Some of the world’s largest car manufacturers are using aluminium produced with forced labour by Uyghurs and other ethnic minorities in China’s western Xinjiang region and other parts of the country, the US-based non-governmental organisation (NGO) has alleged.
China is accused of running labour transfer programmes in which Uyghurs and other Turkic minorities are forced to work in factories, as part of a longstanding campaign of assimilation and mass detention.
Workers in these programmes reportedly face ideological indoctrination and limited freedom of movement.
Human Rights Watch linked aluminium production to the labour transfer programmes by looking at company statements, Chinese government documents and its own previous research, as well as research by other NGOs.
A United Nations report in 2022 found China may have committed crimes against humanity in Xinjiang, where more than one million Uyghurs are estimated to have been detained. At the time, the Chinese government said the detentions were intended to target terrorism and separatism.
Since 2022, the US has required importers of any goods produced in Xinjiang to provide evidence they were not made with forced labour, in order to avoid penalties.
The Human Rights Watch report argues that, when it comes to aluminium from Xinjiang, its origins are difficult to track, especially when it is shipped to other parts of China and made into alloys.
An enormous industry
More than 15% of China’s aluminium supply and about 9% of the global supply originates in Xinjiang. The global automotive industry uses it for parts ranging from vehicle frames to wheels and battery foils.
Global demand for aluminium is projected to double between 2019 and 2050, due in part to the growing popularity of electric vehicles, according to the International Aluminium Institute, a UK-based industry group.
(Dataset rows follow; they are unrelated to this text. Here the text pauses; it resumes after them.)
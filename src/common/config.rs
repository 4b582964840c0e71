//! Harness settings file handling

use serde::Deserialize;
use std::path::{Path, PathBuf};
use std::time::Duration;

use super::paths::settings_path;
use super::{Error, Result};

/// Harness settings, passed explicitly to [`crate::testing::Harness::new`]
#[derive(Debug, Deserialize, Clone)]
pub struct HarnessSettings {
    /// Path (or bare name on PATH) of the SUT executable
    #[serde(default)]
    pub sut_path: Option<PathBuf>,

    /// Directory the per-scenario SUT config file is written to
    #[serde(default = "default_work_dir")]
    pub work_dir: PathBuf,

    /// File name of the SUT config inside `work_dir`
    #[serde(default = "default_config_file_name")]
    pub config_file_name: String,

    /// Timeout settings
    #[serde(default)]
    pub timeouts: Timeouts,

    /// Capture socket settings
    #[serde(default)]
    pub capture: CaptureSettings,
}

impl Default for HarnessSettings {
    fn default() -> Self {
        Self {
            sut_path: None,
            work_dir: default_work_dir(),
            config_file_name: default_config_file_name(),
            timeouts: Timeouts::default(),
            capture: CaptureSettings::default(),
        }
    }
}

fn default_work_dir() -> PathBuf {
    std::env::temp_dir().join("udp-harness")
}

fn default_config_file_name() -> String {
    "test_config.ini".to_string()
}

/// Timeout settings in milliseconds
#[derive(Debug, Deserialize, Clone)]
pub struct Timeouts {
    /// Bound on waiting for the SUT to exit after it was killed
    #[serde(default = "default_stop_timeout")]
    pub stop_timeout_ms: u64,

    /// Bound on waiting for each datagram
    #[serde(default = "default_receive_timeout")]
    pub receive_timeout_ms: u64,
}

impl Default for Timeouts {
    fn default() -> Self {
        Self {
            stop_timeout_ms: default_stop_timeout(),
            receive_timeout_ms: default_receive_timeout(),
        }
    }
}

impl Timeouts {
    pub fn stop_timeout(&self) -> Duration {
        Duration::from_millis(self.stop_timeout_ms)
    }

    pub fn receive_timeout(&self) -> Duration {
        Duration::from_millis(self.receive_timeout_ms)
    }
}

fn default_stop_timeout() -> u64 {
    1000
}
fn default_receive_timeout() -> u64 {
    5000
}

/// Capture socket settings
#[derive(Debug, Deserialize, Clone)]
pub struct CaptureSettings {
    /// Receive buffer size; datagrams longer than this are truncated
    #[serde(default = "default_max_datagram")]
    pub max_datagram_bytes: usize,
}

impl Default for CaptureSettings {
    fn default() -> Self {
        Self {
            max_datagram_bytes: default_max_datagram(),
        }
    }
}

fn default_max_datagram() -> usize {
    65_535
}

impl HarnessSettings {
    /// Load settings from an explicit file, or from the default settings file
    ///
    /// Returns default settings if no explicit path is given and the default
    /// file doesn't exist
    pub fn load(explicit: Option<&Path>) -> Result<Self> {
        if let Some(path) = explicit {
            return Self::from_file(path);
        }
        if let Some(path) = settings_path() {
            if path.exists() {
                return Self::from_file(&path);
            }
        }
        Ok(Self::default())
    }

    fn from_file(path: &Path) -> Result<Self> {
        let content = std::fs::read_to_string(path).map_err(|e| Error::FileRead {
            path: path.display().to_string(),
            error: e.to_string(),
        })?;
        Self::from_toml(&content)
    }

    /// Parse settings from TOML text
    pub fn from_toml(content: &str) -> Result<Self> {
        toml::from_str(content).map_err(|e| Error::ConfigParse(e.to_string()))
    }

    /// Full path of the SUT config file scenarios write to
    pub fn config_file_path(&self) -> PathBuf {
        self.work_dir.join(&self.config_file_name)
    }

    /// Resolve the SUT executable
    ///
    /// Paths with a directory component are used as-is; bare names are
    /// searched on PATH
    pub fn resolve_sut(&self) -> Result<PathBuf> {
        let sut = self
            .sut_path
            .as_ref()
            .ok_or_else(|| Error::SutNotFound("<unset>".to_string()))?;

        if sut.components().count() > 1 || sut.is_absolute() {
            return Ok(sut.clone());
        }

        which::which(sut).map_err(|_| Error::SutNotFound(sut.display().to_string()))
    }
}

#[cfg(test)]
mod tests {
    use super::*;

    #[test]
    fn test_defaults_match_original_harness() {
        let settings = HarnessSettings::default();
        assert_eq!(settings.timeouts.stop_timeout_ms, 1000);
        assert_eq!(settings.config_file_name, "test_config.ini");
        assert!(settings.config_file_path().ends_with("test_config.ini"));
    }

    #[test]
    fn test_partial_toml_keeps_defaults() {
        let settings = HarnessSettings::from_toml(
            r#"
sut_path = "/opt/sut/udptestutility"

[timeouts]
receive_timeout_ms = 250
"#,
        )
        .unwrap();

        assert_eq!(
            settings.sut_path,
            Some(PathBuf::from("/opt/sut/udptestutility"))
        );
        assert_eq!(settings.timeouts.receive_timeout(), Duration::from_millis(250));
        assert_eq!(settings.timeouts.stop_timeout_ms, 1000);
        assert_eq!(settings.capture.max_datagram_bytes, 65_535);
    }

    #[test]
    fn test_invalid_toml_is_parse_error() {
        let err = HarnessSettings::from_toml("timeouts = 3").unwrap_err();
        assert!(matches!(err, Error::ConfigParse(_)));
    }

    #[test]
    fn test_resolve_sut_keeps_explicit_paths() {
        let settings = HarnessSettings {
            sut_path: Some(PathBuf::from("./build/udptestutility")),
            ..HarnessSettings::default()
        };
        assert_eq!(
            settings.resolve_sut().unwrap(),
            PathBuf::from("./build/udptestutility")
        );
    }

    #[test]
    fn test_resolve_sut_unset_or_missing() {
        let settings = HarnessSettings::default();
        assert!(matches!(settings.resolve_sut(), Err(Error::SutNotFound(_))));

        let settings = HarnessSettings {
            sut_path: Some(PathBuf::from("definitely-not-a-real-sut-binary")),
            ..HarnessSettings::default()
        };
        assert!(matches!(settings.resolve_sut(), Err(Error::SutNotFound(_))));
    }
}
“China is a dominant player in the global car industry, and governments need to ensure that companies building cars or sourcing parts in China are not tainted by the government’s repression in Xinjiang,” said Jim Wormington, a senior researcher at Human Rights Watch.
“Doing business in China should not mean having to use or benefit from forced labour.”
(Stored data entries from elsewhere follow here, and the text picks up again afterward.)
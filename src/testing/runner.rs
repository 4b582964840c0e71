//! Scenario runner
//!
//! Per scenario: write the SUT config, bind the capture socket, start the
//! SUT, feed datagrams to the verifier, then tear everything down. Teardown
//! runs on every path out of the scenario, including verification failures
//! and harness errors.

use std::path::{Path, PathBuf};
use std::time::{Duration, Instant};

use serde::Serialize;

use crate::capture::{CaptureTarget, PacketCapture};
use crate::common::{Error, HarnessSettings, Result};
use crate::sut::{ConfigFile, SutProcess};

use super::config::Scenario;
use super::verifier::{Progress, Verifier};

/// Result of a scenario run
#[derive(Debug, Clone, Serialize)]
pub struct ScenarioReport {
    pub name: String,
    pub passed: bool,
    /// What was measured, for a passing scenario
    pub detail: Option<String>,
    /// Why the scenario failed
    pub failure: Option<String>,
    pub packets_observed: usize,
    pub elapsed_ms: u64,
    /// Pid the SUT ran as, if it was started
    pub sut_pid: Option<u32>,
}

/// Everything a scenario holds while it runs
///
/// Fields are filled in acquisition order; [`ScenarioResources::teardown`]
/// releases whatever was acquired.
struct ScenarioResources {
    config: ConfigFile,
    capture: Option<PacketCapture>,
    process: Option<SutProcess>,
}

impl ScenarioResources {
    /// Stop the SUT, close the socket and delete the config file
    ///
    /// Every step is attempted even if an earlier one fails; the first error
    /// is returned.
    async fn teardown(mut self, stop_timeout: Duration) -> Result<()> {
        let mut first_error = None;

        if let Some(process) = self.process.take() {
            if let Err(e) = process.stop(stop_timeout).await {
                tracing::error!("Failed to stop SUT: {}", e);
                first_error.get_or_insert(e);
            }
        }

        if let Some(capture) = self.capture.as_mut() {
            capture.close();
        }

        if let Err(e) = self.config.remove() {
            tracing::error!("{}", e);
            first_error.get_or_insert(e);
        }

        first_error.map_or(Ok(()), Err)
    }
}

/// Runs scenarios against one SUT executable
#[derive(Debug)]
pub struct Harness {
    settings: HarnessSettings,
    sut: PathBuf,
}

impl Harness {
    /// Create a harness, resolving the SUT executable from the settings
    pub fn new(settings: HarnessSettings) -> Result<Self> {
        let sut = settings.resolve_sut()?;
        Ok(Self { settings, sut })
    }

    pub fn sut(&self) -> &Path {
        &self.sut
    }

    pub fn settings(&self) -> &HarnessSettings {
        &self.settings
    }

    /// Run one scenario
    ///
    /// Verification failures (wrong size, wrong content, period out of
    /// tolerance, no traffic) produce a failed report. Harness faults are
    /// returned as errors, after teardown.
    pub async fn run(&self, scenario: &Scenario) -> Result<ScenarioReport> {
        let target = scenario.validate()?;
        let mut verifier = Verifier::for_scenario(scenario)?;
        let started = Instant::now();

        tracing::info!(scenario = %scenario.name, "Running scenario");

        let config = ConfigFile::create(self.settings.config_file_path(), &scenario.connection)?;
        let mut resources = ScenarioResources {
            config,
            capture: None,
            process: None,
        };

        let outcome = self
            .drive(scenario, &target, &mut resources, &mut verifier)
            .await;
        let sut_pid = resources.process.as_ref().map(SutProcess::pid);
        let teardown = resources
            .teardown(self.settings.timeouts.stop_timeout())
            .await;

        let report = |passed: bool, detail: Option<String>, failure: Option<String>| {
            ScenarioReport {
                name: scenario.name.clone(),
                passed,
                detail,
                failure,
                packets_observed: verifier.observed(),
                elapsed_ms: started.elapsed().as_millis() as u64,
                sut_pid,
            }
        };

        match (outcome, teardown) {
            (Ok(detail), Ok(())) => {
                tracing::info!(scenario = %scenario.name, "Scenario passed: {}", detail);
                Ok(report(true, Some(detail), None))
            }
            (Err(e), Ok(())) if e.is_verification_failure() => {
                tracing::info!(scenario = %scenario.name, "Scenario failed: {}", e);
                Ok(report(false, None, Some(e.to_string())))
            }
            (Err(e), Ok(())) => Err(e),
            (Ok(_), Err(teardown_err)) => Err(teardown_err),
            (Err(e), Err(teardown_err)) => {
                if e.is_verification_failure() {
                    tracing::warn!(scenario = %scenario.name, "Scenario failed: {}", e);
                    Err(teardown_err)
                } else {
                    tracing::warn!(
                        scenario = %scenario.name,
                        "Teardown also failed: {}",
                        teardown_err
                    );
                    Err(e)
                }
            }
        }
    }

    /// Bind the capture, start the SUT and verify until the check finishes
    async fn drive(
        &self,
        scenario: &Scenario,
        target: &CaptureTarget,
        resources: &mut ScenarioResources,
        verifier: &mut Verifier,
    ) -> Result<String> {
        // Bound before the SUT exists, so its first datagram cannot be missed
        let capture = resources
            .capture
            .insert(PacketCapture::open_target(target)?);
        let process = resources
            .process
            .insert(SutProcess::start(&self.sut, resources.config.path())?);

        let max_size = self.settings.capture.max_datagram_bytes;
        let timeout = scenario
            .receive_timeout_ms
            .map(Duration::from_millis)
            .unwrap_or_else(|| self.settings.timeouts.receive_timeout());

        loop {
            let Some(packet) = capture.recv_timeout(max_size, timeout).await? else {
                if !process.is_running() {
                    return Err(Error::Assertion(format!(
                        "SUT exited before sending (no datagram within {} ms)",
                        timeout.as_millis()
                    )));
                }
                return Err(Error::NoPacket(timeout.as_millis() as u64));
            };

            if let Progress::Done(detail) = verifier.observe(&packet)? {
                return Ok(detail);
            }
        }
    }

    /// Run scenarios in order, stopping at the first harness error
    pub async fn run_all(&self, scenarios: &[Scenario]) -> Result<Vec<ScenarioReport>> {
        let mut reports = Vec::with_capacity(scenarios.len());
        for scenario in scenarios {
            reports.push(self.run(scenario).await?);
        }
        Ok(reports)
    }
}

#[cfg(all(test, unix))]
mod tests {
    use super::*;
    use crate::sut::SutConfig;
    use crate::testing::config::Check;

    fn settings(dir: &Path, sut: &str) -> HarnessSettings {
        HarnessSettings {
            sut_path: Some(PathBuf::from(sut)),
            work_dir: dir.to_path_buf(),
            ..HarnessSettings::default()
        }
    }

    fn silent_scenario(port: u16) -> Scenario {
        Scenario {
            name: "silent".to_string(),
            description: None,
            connection: SutConfig {
                payload_length: 16,
                destination_ip: "127.0.0.1".to_string(),
                destination_port: port,
                sending_period_ms: 10,
                ..SutConfig::default()
            },
            expect: Check::PayloadSize,
            receive_timeout_ms: Some(100),
        }
    }

    /// A SUT that stays alive without sending anything
    fn silent_sut(dir: &Path) -> PathBuf {
        use std::os::unix::fs::PermissionsExt;

        let path = dir.join("silent_sut.sh");
        std::fs::write(&path, "#!/bin/sh\nexec sleep 30\n").unwrap();
        std::fs::set_permissions(&path, std::fs::Permissions::from_mode(0o755)).unwrap();
        path
    }

    fn free_port() -> u16 {
        let socket = std::net::UdpSocket::bind("127.0.0.1:0").unwrap();
        socket.local_addr().unwrap().port()
    }

    #[tokio::test]
    async fn test_silent_sut_fails_and_cleans_up() {
        let dir = tempfile::tempdir().unwrap();
        let sut = silent_sut(dir.path());
        let harness = Harness::new(settings(dir.path(), sut.to_str().unwrap())).unwrap();
        let report = harness.run(&silent_scenario(free_port())).await.unwrap();

        assert!(!report.passed);
        assert_eq!(report.packets_observed, 0);
        assert!(report.failure.unwrap().contains("No datagram"));
        assert!(!harness.settings().config_file_path().exists());
    }

    #[tokio::test]
    async fn test_teardown_error_replaces_verification_failure() {
        let dir = tempfile::tempdir().unwrap();
        let sut = silent_sut(dir.path());
        let mut settings = settings(dir.path(), sut.to_str().unwrap());
        settings.timeouts.stop_timeout_ms = 0;
        let harness = Harness::new(settings).unwrap();

        // No datagram arrives (a verification failure), then the stop
        // cannot be confirmed in time
        let err = harness.run(&silent_scenario(free_port())).await.unwrap_err();
        assert!(matches!(err, Error::SutTerminationTimeout { .. }));
        // Later teardown steps still ran
        assert!(!harness.settings().config_file_path().exists());
    }

    #[tokio::test]
    async fn test_sut_that_exits_early_is_reported() {
        let dir = tempfile::tempdir().unwrap();
        let harness = Harness::new(settings(dir.path(), "true")).unwrap();
        let mut scenario = silent_scenario(free_port());
        scenario.receive_timeout_ms = Some(500);
        let report = harness.run(&scenario).await.unwrap();

        assert!(!report.passed);
        assert!(report.failure.unwrap().contains("exited before sending"));
        assert!(!harness.settings().config_file_path().exists());
    }

    #[tokio::test]
    async fn test_launch_failure_is_error_and_cleans_up() {
        let dir = tempfile::tempdir().unwrap();
        let harness =
            Harness::new(settings(dir.path(), "/nonexistent/udptestutility")).unwrap();
        let err = harness.run(&silent_scenario(free_port())).await.unwrap_err();

        assert!(matches!(err, Error::SutLaunch { .. }));
        assert!(!harness.settings().config_file_path().exists());
    }

    #[tokio::test]
    async fn test_invalid_scenario_writes_nothing() {
        let dir = tempfile::tempdir().unwrap();
        let harness = Harness::new(settings(dir.path(), "sleep")).unwrap();
        let mut scenario = silent_scenario(free_port());
        scenario.connection.payload_length = 0;

        let err = harness.run(&scenario).await.unwrap_err();
        assert!(matches!(err, Error::Scenario(_)));
        assert!(!harness.settings().config_file_path().exists());
    }

    #[tokio::test]
    async fn test_bind_failure_is_error_and_cleans_up() {
        let dir = tempfile::tempdir().unwrap();
        let harness = Harness::new(settings(dir.path(), "sleep")).unwrap();
        let taken = std::net::UdpSocket::bind("127.0.0.1:0").unwrap();
        let port = taken.local_addr().unwrap().port();

        let err = harness.run(&silent_scenario(port)).await.unwrap_err();
        assert!(matches!(err, Error::CaptureBind { .. }));
        assert!(!harness.settings().config_file_path().exists());
    }
}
China became the world’s largest car exporter last year and is the biggest manufacturer of battery-powered electric cars. The companies listed in the new report also include Chinese electrical vehicle giant BYD.
How could forced labour be part of Western car makers’ business?
The Human Rights Watch report alleges that foreign car makers have buckled under the Chinese government’s pressure and allowed laxer control of their China operations than in other countries, which increases the risk of using forced labour in their supply chains.
Most foreign car makers in China operate as joint ventures with Chinese firms, due to government restrictions in key sectors.
Toyota later said in a statement it would closely review the Human Rights Watch report, saying regard for human rights was part of its core values.
“We expect our suppliers to follow our lead to respect and not infringe upon human rights,” it said.
Volkswagen said it had a risk management system in place for due diligence in procuring raw materials and it directly commissions its China suppliers. It added that the company immediately investigates any allegations of forced labour and is looking for new solutions to prevent it in its supply chains.
Volkswagen operates a plant in Xinjiang as part of a joint venture with Chinese state-owned carmaker SAIC Motor. An audit commissioned by the German car maker last year found no signs of forced labour at the Xinjiang plant.
General Motors, Tesla and BYD did not immediately respond to emailed questions about the allegations.
Tesla owns a factory in Shanghai where it builds cars for both the Chinese and international markets. The company told Human Rights Watch it had tracked its supply chain back to the mining level and had not found evidence of forced labour. However, it did not specify how much of its aluminium came from unknown sources and could be linked to Xinjiang.
The Chinese Foreign Ministry has not yet replied to questions concerning the findings, the Associated Press reported.
Separately, the Xinjiang government has today brought in stricter rules governing religious expression, part of a campaign to Sinicize places and forms of worship of the predominantly Muslim Uyghurs.
The rules tighten controls over religious schools, which must be government-sanctioned, and require that Muslims can only perform the Hajj pilgrimage to Mecca as part of a group organised by the official Islamic Association of China. They essentially forbid receiving alms, or Zakat, from abroad, according to the human rights research firm Duihua.